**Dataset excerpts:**

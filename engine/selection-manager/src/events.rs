use crate::rules::ReplaceOption;
use serde::Serialize;

/// Notice shown when a coin joins the selection
pub const COIN_ADDED_NOTICE: &str = "Coin added successfully";

/// Notice shown when a coin leaves the selection
pub const COIN_REMOVED_NOTICE: &str = "Coin removed successfully";

/// A committed change to the selection
#[derive(Debug, Clone, PartialEq, Eq, Serialize)]
pub enum SelectionEvent {
    Added { id: String },
    Removed { id: String },
    /// One swap: `removed` was evicted to make room for `added`
    Replaced { removed: String, added: String },
}

impl SelectionEvent {
    /// User-visible notices, in display order
    pub fn notices(&self) -> Vec<&'static str> {
        match self {
            Self::Added { .. } => vec![COIN_ADDED_NOTICE],
            Self::Removed { .. } => vec![COIN_REMOVED_NOTICE],
            Self::Replaced { .. } => vec![COIN_REMOVED_NOTICE, COIN_ADDED_NOTICE],
        }
    }
}

/// Result of an add/remove/toggle request
#[derive(Debug, Clone, PartialEq, Eq)]
pub enum SelectionChange {
    /// The selection changed and was persisted
    Applied(SelectionEvent),

    /// Nothing to do (already selected, or not selected)
    Unchanged,

    /// The selection is full; a victim must be chosen or the addition cancelled
    AwaitingReplacement { pending: String, options: Vec<ReplaceOption> },
}

/// Overflow protocol state
#[derive(Debug, Clone, PartialEq, Eq, Default)]
pub enum OverflowState {
    #[default]
    Idle,
    AwaitingReplacement { pending: String },
}

impl OverflowState {
    pub fn pending(&self) -> Option<&str> {
        match self {
            Self::Idle => None,
            Self::AwaitingReplacement { pending } => Some(pending),
        }
    }
}
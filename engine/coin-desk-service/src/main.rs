//! Coin Desk command line entry point

use anyhow::{Context, Result};
use clap::Parser;
use tracing::{debug, info};

use coin_desk_service::{initialize_logging, load_configuration, Cli, CommandHandler, ServiceState};

#[tokio::main]
async fn main() -> Result<()> {
    // Pick up OPENAI_API_KEY and friends from .env when present
    let dotenv_path = dotenv::dotenv().ok();

    let cli = Cli::parse();

    let mut config = load_configuration(cli.config.as_deref())?;
    if let Some(data_dir) = &cli.data_dir {
        config.service.data_dir = data_dir.clone();
    }

    initialize_logging(&config.logging)?;
    if let Some(path) = dotenv_path {
        debug!("Loaded environment from {:?}", path);
    }
    info!("Starting Coin Desk v{}", env!("CARGO_PKG_VERSION"));

    let state = ServiceState::new(config).context("Failed to initialize Coin Desk")?;
    CommandHandler::new(state).handle_command(cli.command).await
}
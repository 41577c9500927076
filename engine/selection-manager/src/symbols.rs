use market_data::CatalogIndex;
use std::collections::HashSet;
use tracing::debug;

/// Map selected ids to unique uppercase ticker symbols
///
/// Ids the catalog does not know are dropped; the result keeps selection order.
pub fn derive_symbols(selection: &[String], catalog: &CatalogIndex) -> Vec<String> {
    let mut seen = HashSet::new();
    let mut symbols = Vec::with_capacity(selection.len());

    for id in selection {
        match catalog.symbol_for(id) {
            Some(symbol) => {
                if seen.insert(symbol.clone()) {
                    symbols.push(symbol);
                }
            }
            None => debug!(coin_id = %id, "No catalog entry for selected coin"),
        }
    }

    symbols
}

**What needs to be done:** Check which lines of the entries hold the word "shown", then please give only how many there are.

**Task answer:** 2